***** Dataset records *****

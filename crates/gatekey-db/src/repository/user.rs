//! SurrealDB implementation of [`UserRepository`].
//!
//! Emails are lowercased before every write and lookup so the unique
//! email index is effectively case-insensitive. Password hashes arrive
//! pre-computed — this crate never sees a raw password.

use chrono::{DateTime, Utc};
use gatekey_core::error::CoreResult;
use gatekey_core::models::user::{CreateUser, Role, UpdateUser, User};
use gatekey_core::repository::UserRepository;
use surrealdb::{Connection, Surreal};
use surrealdb_types::SurrealValue;
use uuid::Uuid;

use crate::error::DbError;

/// DB-side row struct for queries where the UUID is already known.
#[derive(Debug, SurrealValue)]
struct UserRow {
    email: String,
    password_hash: Option<String>,
    federated_id: Option<String>,
    display_name: Option<String>,
    email_verified: bool,
    role: String,
    active: bool,
    last_login_at: Option<DateTime<Utc>>,
    created_at: DateTime<Utc>,
    updated_at: DateTime<Utc>,
}

/// DB-side row struct that includes the record ID via `meta::id(id)`.
#[derive(Debug, SurrealValue)]
struct UserRowWithId {
    record_id: String,
    email: String,
    password_hash: Option<String>,
    federated_id: Option<String>,
    display_name: Option<String>,
    email_verified: bool,
    role: String,
    active: bool,
    last_login_at: Option<DateTime<Utc>>,
    created_at: DateTime<Utc>,
    updated_at: DateTime<Utc>,
}

fn parse_role(s: &str) -> Result<Role, DbError> {
    match s {
        "Admin" => Ok(Role::Admin),
        "Member" => Ok(Role::Member),
        other => Err(DbError::Migration(format!("unknown role: {other}"))),
    }
}

impl UserRow {
    fn into_user(self, id: Uuid) -> Result<User, DbError> {
        Ok(User {
            id,
            email: self.email,
            password_hash: self.password_hash,
            federated_id: self.federated_id,
            display_name: self.display_name,
            email_verified: self.email_verified,
            role: parse_role(&self.role)?,
            active: self.active,
            last_login_at: self.last_login_at,
            created_at: self.created_at,
            updated_at: self.updated_at,
        })
    }
}

impl UserRowWithId {
    fn try_into_user(self) -> Result<User, DbError> {
        let id = Uuid::parse_str(&self.record_id)
            .map_err(|e| DbError::Migration(format!("invalid UUID: {e}")))?;
        Ok(User {
            id,
            email: self.email,
            password_hash: self.password_hash,
            federated_id: self.federated_id,
            display_name: self.display_name,
            email_verified: self.email_verified,
            role: parse_role(&self.role)?,
            active: self.active,
            last_login_at: self.last_login_at,
            created_at: self.created_at,
            updated_at: self.updated_at,
        })
    }
}

/// SurrealDB implementation of the User repository.
#[derive(Clone)]
pub struct SurrealUserRepository<C: Connection> {
    db: Surreal<C>,
}

impl<C: Connection> SurrealUserRepository<C> {
    pub fn new(db: Surreal<C>) -> Self {
        Self { db }
    }
}

impl<C: Connection> UserRepository for SurrealUserRepository<C> {
    async fn create(&self, input: CreateUser) -> CoreResult<User> {
        let id = Uuid::new_v4();
        let id_str = id.to_string();
        let email = input.email.trim().to_lowercase();

        let result = self
            .db
            .query(
                "CREATE type::record('user', $id) SET \
                 email = $email, \
                 password_hash = $password_hash, \
                 federated_id = $federated_id, \
                 display_name = $display_name, \
                 email_verified = $email_verified, \
                 role = $role, \
                 active = true, \
                 last_login_at = NONE",
            )
            .bind(("id", id_str.clone()))
            .bind(("email", email))
            .bind(("password_hash", input.password_hash))
            .bind(("federated_id", input.federated_id))
            .bind(("display_name", input.display_name))
            .bind(("email_verified", input.email_verified))
            .bind(("role", input.role.as_str().to_string()))
            .await
            .map_err(DbError::from)?;

        let mut result = result
            .check()
            .map_err(|e| DbError::Migration(e.to_string()))?;

        let rows: Vec<UserRow> = result.take(0).map_err(DbError::from)?;
        let row = rows.into_iter().next().ok_or_else(|| DbError::NotFound {
            entity: "user".into(),
            id: id_str,
        })?;

        Ok(row.into_user(id)?)
    }

    async fn get_by_id(&self, id: Uuid) -> CoreResult<User> {
        let id_str = id.to_string();

        let mut result = self
            .db
            .query("SELECT * FROM type::record('user', $id)")
            .bind(("id", id_str.clone()))
            .await
            .map_err(DbError::from)?;

        let rows: Vec<UserRow> = result.take(0).map_err(DbError::from)?;
        let row = rows.into_iter().next().ok_or_else(|| DbError::NotFound {
            entity: "user".into(),
            id: id_str,
        })?;

        Ok(row.into_user(id)?)
    }

    async fn get_by_email(&self, email: &str) -> CoreResult<User> {
        let email = email.trim().to_lowercase();

        let mut result = self
            .db
            .query(
                "SELECT meta::id(id) AS record_id, * FROM user \
                 WHERE email = $email",
            )
            .bind(("email", email.clone()))
            .await
            .map_err(DbError::from)?;

        let rows: Vec<UserRowWithId> = result.take(0).map_err(DbError::from)?;
        let row = rows.into_iter().next().ok_or_else(|| DbError::NotFound {
            entity: "user".into(),
            id: format!("email={email}"),
        })?;

        Ok(row.try_into_user()?)
    }

    async fn get_by_federated_id(&self, federated_id: &str) -> CoreResult<User> {
        let federated_id = federated_id.to_string();

        let mut result = self
            .db
            .query(
                "SELECT meta::id(id) AS record_id, * FROM user \
                 WHERE federated_id = $federated_id",
            )
            .bind(("federated_id", federated_id.clone()))
            .await
            .map_err(DbError::from)?;

        let rows: Vec<UserRowWithId> = result.take(0).map_err(DbError::from)?;
        let row = rows.into_iter().next().ok_or_else(|| DbError::NotFound {
            entity: "user".into(),
            id: format!("federated_id={federated_id}"),
        })?;

        Ok(row.try_into_user()?)
    }

    async fn update(&self, id: Uuid, input: UpdateUser) -> CoreResult<User> {
        let id_str = id.to_string();

        let mut sets = Vec::new();
        if input.password_hash.is_some() {
            sets.push("password_hash = $password_hash");
        }
        if input.federated_id.is_some() {
            sets.push("federated_id = $federated_id");
        }
        if input.display_name.is_some() {
            sets.push("display_name = $display_name");
        }
        if input.email_verified.is_some() {
            sets.push("email_verified = $email_verified");
        }
        if input.active.is_some() {
            sets.push("active = $active");
        }
        if input.last_login_at.is_some() {
            sets.push("last_login_at = $last_login_at");
        }
        sets.push("updated_at = time::now()");

        let query = format!(
            "UPDATE type::record('user', $id) SET {}",
            sets.join(", ")
        );

        let mut builder = self.db.query(&query).bind(("id", id_str.clone()));

        if let Some(password_hash) = input.password_hash {
            // Option<Option<String>>: Some(Some(v)) = set, Some(None) = clear
            builder = builder.bind(("password_hash", password_hash));
        }
        if let Some(federated_id) = input.federated_id {
            builder = builder.bind(("federated_id", federated_id));
        }
        if let Some(display_name) = input.display_name {
            builder = builder.bind(("display_name", display_name));
        }
        if let Some(email_verified) = input.email_verified {
            builder = builder.bind(("email_verified", email_verified));
        }
        if let Some(active) = input.active {
            builder = builder.bind(("active", active));
        }
        if let Some(last_login_at) = input.last_login_at {
            builder = builder.bind(("last_login_at", last_login_at));
        }

        let result = builder.await.map_err(DbError::from)?;
        let mut result = result
            .check()
            .map_err(|e| DbError::Migration(e.to_string()))?;

        let rows: Vec<UserRow> = result.take(0).map_err(DbError::from)?;
        let row = rows.into_iter().next().ok_or_else(|| DbError::NotFound {
            entity: "user".into(),
            id: id_str,
        })?;

        Ok(row.into_user(id)?)
    }
}
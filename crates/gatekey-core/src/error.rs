//! Error types for the GATEKEY core and storage layers.

use thiserror::Error;

#[derive(Debug, Error)]
pub enum CoreError {
    #[error("Entity not found: {entity} with id {id}")]
    NotFound { entity: String, id: String },

    #[error("Entity already exists: {entity}")]
    AlreadyExists { entity: String },

    #[error("Validation error: {message}")]
    Validation { message: String },

    #[error("Database error: {0}")]
    Database(String),

    #[error("Cryptography error: {0}")]
    Crypto(String),

    #[error("Internal error: {0}")]
    Internal(String),
}

pub type CoreResult<T> = Result<T, CoreError>;
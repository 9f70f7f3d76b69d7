//! GATEKEY Core — domain models, repository traits, and collaborator
//! interfaces shared across the authentication subsystem.

pub mod collaborators;
pub mod error;
pub mod models;
pub mod repository;
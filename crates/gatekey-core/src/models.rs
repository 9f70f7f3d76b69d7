//! Domain models for GATEKEY.
//!
//! These are the core types shared across all crates.

pub mod audit;
pub mod password_history;
pub mod session;
pub mod user;
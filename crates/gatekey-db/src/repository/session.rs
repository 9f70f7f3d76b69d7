//! SurrealDB implementation of [`SessionRepository`].
//!
//! Sessions are soft-invalidated: `active = false` instead of deletion,
//! so a revoked refresh token can still be told apart from an unknown
//! one. `created_at` is bound from the caller's clock (nanosecond
//! precision) so oldest-first eviction orders deterministically.

use chrono::{DateTime, Utc};
use gatekey_core::error::CoreResult;
use gatekey_core::models::session::{CreateSession, Session};
use gatekey_core::repository::SessionRepository;
use surrealdb::{Connection, Surreal};
use surrealdb_types::SurrealValue;
use uuid::Uuid;

use crate::error::DbError;

#[derive(Debug, SurrealValue)]
struct SessionRow {
    user_id: String,
    refresh_token_hash: String,
    device_fingerprint: String,
    device_label: Option<String>,
    ip_address: Option<String>,
    active: bool,
    expires_at: DateTime<Utc>,
    created_at: DateTime<Utc>,
    last_activity_at: DateTime<Utc>,
}

#[derive(Debug, SurrealValue)]
struct SessionRowWithId {
    record_id: String,
    user_id: String,
    refresh_token_hash: String,
    device_fingerprint: String,
    device_label: Option<String>,
    ip_address: Option<String>,
    active: bool,
    expires_at: DateTime<Utc>,
    created_at: DateTime<Utc>,
    last_activity_at: DateTime<Utc>,
}

fn row_to_session(row: SessionRow, id: Uuid) -> Result<Session, DbError> {
    let user_id = Uuid::parse_str(&row.user_id)
        .map_err(|e| DbError::Migration(format!("invalid user UUID: {e}")))?;
    Ok(Session {
        id,
        user_id,
        refresh_token_hash: row.refresh_token_hash,
        device_fingerprint: row.device_fingerprint,
        device_label: row.device_label,
        ip_address: row.ip_address,
        active: row.active,
        expires_at: row.expires_at,
        created_at: row.created_at,
        last_activity_at: row.last_activity_at,
    })
}

impl SessionRowWithId {
    fn try_into_session(self) -> Result<Session, DbError> {
        let id = Uuid::parse_str(&self.record_id)
            .map_err(|e| DbError::Migration(format!("invalid UUID: {e}")))?;
        let user_id = Uuid::parse_str(&self.user_id)
            .map_err(|e| DbError::Migration(format!("invalid user UUID: {e}")))?;
        Ok(Session {
            id,
            user_id,
            refresh_token_hash: self.refresh_token_hash,
            device_fingerprint: self.device_fingerprint,
            device_label: self.device_label,
            ip_address: self.ip_address,
            active: self.active,
            expires_at: self.expires_at,
            created_at: self.created_at,
            last_activity_at: self.last_activity_at,
        })
    }
}

#[derive(Debug, SurrealValue)]
struct CountRow {
    total: u64,
}

/// SurrealDB implementation of the Session repository.
#[derive(Clone)]
pub struct SurrealSessionRepository<C: Connection> {
    db: Surreal<C>,
}

impl<C: Connection> SurrealSessionRepository<C> {
    pub fn new(db: Surreal<C>) -> Self {
        Self { db }
    }
}

impl<C: Connection> SessionRepository for SurrealSessionRepository<C> {
    async fn create(&self, input: CreateSession) -> CoreResult<Session> {
        let id = Uuid::new_v4();
        let id_str = id.to_string();
        let now = Utc::now();

        let result = self
            .db
            .query(
                "CREATE type::record('session', $id) SET \
                 user_id = $user_id, \
                 refresh_token_hash = $refresh_token_hash, \
                 device_fingerprint = $device_fingerprint, \
                 device_label = $device_label, \
                 ip_address = $ip_address, \
                 active = true, \
                 expires_at = $expires_at, \
                 created_at = $created_at, \
                 last_activity_at = $created_at",
            )
            .bind(("id", id_str.clone()))
            .bind(("user_id", input.user_id.to_string()))
            .bind(("refresh_token_hash", input.refresh_token_hash))
            .bind(("device_fingerprint", input.device_fingerprint))
            .bind(("device_label", input.device_label))
            .bind(("ip_address", input.ip_address))
            .bind(("expires_at", input.expires_at))
            .bind(("created_at", now))
            .await
            .map_err(DbError::from)?;

        let mut result = result
            .check()
            .map_err(|e| DbError::Migration(e.to_string()))?;

        let rows: Vec<SessionRow> = result.take(0).map_err(DbError::from)?;
        let row = rows.into_iter().next().ok_or_else(|| DbError::NotFound {
            entity: "session".into(),
            id: id_str,
        })?;

        row_to_session(row, id).map_err(Into::into)
    }

    async fn get_by_id(&self, id: Uuid) -> CoreResult<Session> {
        let id_str = id.to_string();

        let mut result = self
            .db
            .query("SELECT * FROM type::record('session', $id)")
            .bind(("id", id_str.clone()))
            .await
            .map_err(DbError::from)?;

        let rows: Vec<SessionRow> = result.take(0).map_err(DbError::from)?;
        let row = rows.into_iter().next().ok_or_else(|| DbError::NotFound {
            entity: "session".into(),
            id: id_str,
        })?;

        row_to_session(row, id).map_err(Into::into)
    }

    async fn get_by_token_hash(&self, token_hash: &str) -> CoreResult<Session> {
        let token_hash_owned = token_hash.to_string();

        let mut result = self
            .db
            .query(
                "SELECT meta::id(id) AS record_id, * FROM session \
                 WHERE refresh_token_hash = $token_hash",
            )
            .bind(("token_hash", token_hash_owned.clone()))
            .await
            .map_err(DbError::from)?;

        let rows: Vec<SessionRowWithId> = result.take(0).map_err(DbError::from)?;
        let row = rows.into_iter().next().ok_or_else(|| DbError::NotFound {
            entity: "session".into(),
            id: format!("token_hash={token_hash_owned}"),
        })?;

        row.try_into_session().map_err(Into::into)
    }

    async fn list_active(&self, user_id: Uuid) -> CoreResult<Vec<Session>> {
        let mut result = self
            .db
            .query(
                "SELECT meta::id(id) AS record_id, * FROM session \
                 WHERE user_id = $user_id AND active = true \
                 ORDER BY created_at DESC",
            )
            .bind(("user_id", user_id.to_string()))
            .await
            .map_err(DbError::from)?;

        let rows: Vec<SessionRowWithId> = result.take(0).map_err(DbError::from)?;

        let sessions = rows
            .into_iter()
            .map(|row| row.try_into_session())
            .collect::<Result<Vec<_>, DbError>>()?;

        Ok(sessions)
    }

    async fn touch(&self, id: Uuid, ip_address: Option<String>) -> CoreResult<()> {
        // `active = true` in the WHERE clause means a touch racing an
        // eviction can never resurrect the session.
        let query = if ip_address.is_some() {
            "UPDATE type::record('session', $id) SET \
             last_activity_at = $now, ip_address = $ip_address \
             WHERE active = true"
        } else {
            "UPDATE type::record('session', $id) SET \
             last_activity_at = $now \
             WHERE active = true"
        };

        let mut builder = self
            .db
            .query(query)
            .bind(("id", id.to_string()))
            .bind(("now", Utc::now()));
        if let Some(ip) = ip_address {
            builder = builder.bind(("ip_address", ip));
        }

        builder.await.map_err(DbError::from)?;

        Ok(())
    }

    async fn rotate_token(&self, id: Uuid, token_hash: String) -> CoreResult<()> {
        self.db
            .query(
                "UPDATE type::record('session', $id) SET \
                 refresh_token_hash = $token_hash \
                 WHERE active = true",
            )
            .bind(("id", id.to_string()))
            .bind(("token_hash", token_hash))
            .await
            .map_err(DbError::from)?;

        Ok(())
    }

    async fn invalidate(&self, id: Uuid) -> CoreResult<()> {
        self.db
            .query(
                "UPDATE type::record('session', $id) SET active = false \
                 WHERE active = true",
            )
            .bind(("id", id.to_string()))
            .await
            .map_err(DbError::from)?;

        Ok(())
    }

    async fn invalidate_user_sessions(
        &self,
        user_id: Uuid,
        except: Option<Uuid>,
    ) -> CoreResult<u64> {
        let user_id_str = user_id.to_string();
        let except_str = except.map(|id| id.to_string()).unwrap_or_default();

        // Count first, then mutate — the count is what gets reported to
        // the caller ("3 other sessions signed out").
        let filter = if except.is_some() {
            "user_id = $user_id AND active = true AND meta::id(id) != $except"
        } else {
            "user_id = $user_id AND active = true"
        };

        let mut count_result = self
            .db
            .query(format!(
                "SELECT count() AS total FROM session WHERE {filter} GROUP ALL"
            ))
            .bind(("user_id", user_id_str.clone()))
            .bind(("except", except_str.clone()))
            .await
            .map_err(DbError::from)?;
        let count_rows: Vec<CountRow> = count_result.take(0).map_err(DbError::from)?;
        let total = count_rows.first().map(|r| r.total).unwrap_or(0);

        self.db
            .query(format!(
                "UPDATE session SET active = false WHERE {filter}"
            ))
            .bind(("user_id", user_id_str))
            .bind(("except", except_str))
            .await
            .map_err(DbError::from)?;

        Ok(total)
    }
}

*****

Task to carry out: Give the lines again, exactly as they stand, from the beginning of the data through the line with "Password hashes arrive".

Expected output:
filename crates/gatekey-db/src/repository/user.rs
//! SurrealDB implementation of [`UserRepository`].
//!
//! Emails are lowercased before every write and lookup so the unique
//! email index is effectively case-insensitive. Password hashes arrive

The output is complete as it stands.